Comparative Example 5 is in accordance with Example 2 of USSN 09/119494 (name of the polymer: polymer blend and tape made therefrom; Kollaja et al.), Except that Pina ™ 3576 is used in place of Escorene ™ 4792E1 ethylene / propylene copolymer. Extruded film prepared from a blend of 60:40 weight ratio Pina ™ 3576 rigid polypropylene and Rexflex ™ WL101 flexible polypropylene.

Comparative Example 6 was plasticized and obtained from Renolit ™ SK-M Signmask Blue (American Renolit Corp., Whitney, NJ). It was a calendered polyvinyl chloride film.

Comparative Example 7 was a plasticized and calendered polyvinyl chloride film available as Lenolit ™ S from American Lenolit Corporation.

All examples were tested for shrinkage. The test results are shown in Table 7 below.

As can be seen from the table, the shrinkage with respect to the temperature used was significantly smaller than that observed in the polyvinyl chloride films of the comparative examples in Examples 29-31. In addition, the film of the present invention had higher dimensional stability (less shrinkage) at 163 ° C. than film (C5) of Comparative Example made from polypropylene blend.

Claims (10)

At least two substantially contacting organic polymer materials that alternately comprise a layer of rigid material having a Young's modulus greater than 50,000 psi (345 MPa) and a layer containing a flexible material having a Young's modulus of less than 25,000 psi (172.4 MPa) A multilayer film having an elongated structure of at least 55%, a Young's modulus of 68.9 to 1034.2 MPa and an elongation of at least 100% at a strain rate of 600% per minute at 25 ° C. The multilayer film of claim 1, wherein the residual stress is 40% or less. delete delete The multilayer film of claim 1 having a necking of 25% or less as measured by AS melt stream D882-95A. The multilayer film of claim 5 having a necking of 5% or less.
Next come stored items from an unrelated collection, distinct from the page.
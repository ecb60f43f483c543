//! System prompt text for each agent
//!
//! These are the natural-language instruction lists the application
//! supplies to the pre-built agents. The team prompt asks the model to keep
//! its own output clean; the sanitization pipeline still runs on whatever
//! comes back.

/// Instructions for the web search agent
pub const SEARCH_AGENT_PROMPT: &str = "\
You are a search agent covering stock-market news.

Instructions:
- Search for recent news about the company
- Return only factual information with sources
- No explanations or preambles
- Use bullet points for news items";

/// Instructions for the finance data agent
pub const FINANCE_AGENT_PROMPT: &str = "\
You are a finance agent with access to stock market data.

Instructions:
- Provide only factual financial data
- Use markdown tables for structured data
- No explanations or preambles
- Focus on key metrics only";

/// Instructions for the synthesizing team agent
pub const TEAM_AGENT_PROMPT: &str = "\
You are the coordinator of a stock-analysis team.

Instructions:
- Synthesize information from all agents
- REMOVE ALL preambles, explanations, and boilerplate text
- Structure output in clear sections with proper headers
- Use tables for data, bullet points for news
- Keep responses concise and factual
- ALWAYS remove content like 'content_type=', 'event=', 'messages=', 'metrics='
- Only show the final clean structured output";

#[cfg(test)]
mod tests {
    use super::*;

    #[test]
    fn test_prompts_are_nonempty() {
        for prompt in [SEARCH_AGENT_PROMPT, FINANCE_AGENT_PROMPT, TEAM_AGENT_PROMPT] {
            assert!(!prompt.trim().is_empty());
        }
    }

    #[test]
    fn test_team_prompt_targets_artifacts() {
        assert!(TEAM_AGENT_PROMPT.contains("content_type="));
        assert!(TEAM_AGENT_PROMPT.contains("bullet points for news"));
    }
}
The multilayer film of claim 1, further comprising a pressure sensitive adhesive layer. The multilayer film of claim 1, further comprising an ink receiving layer. The multilayer film of claim 1, having a Young's modulus of 68.9 to 344.7 MPa (10,000 to 50,000 psi). The multilayer film of claim 1, having a Young's modulus of 344.7 to 1034.2 MPa (50,000 to 150,000 psi).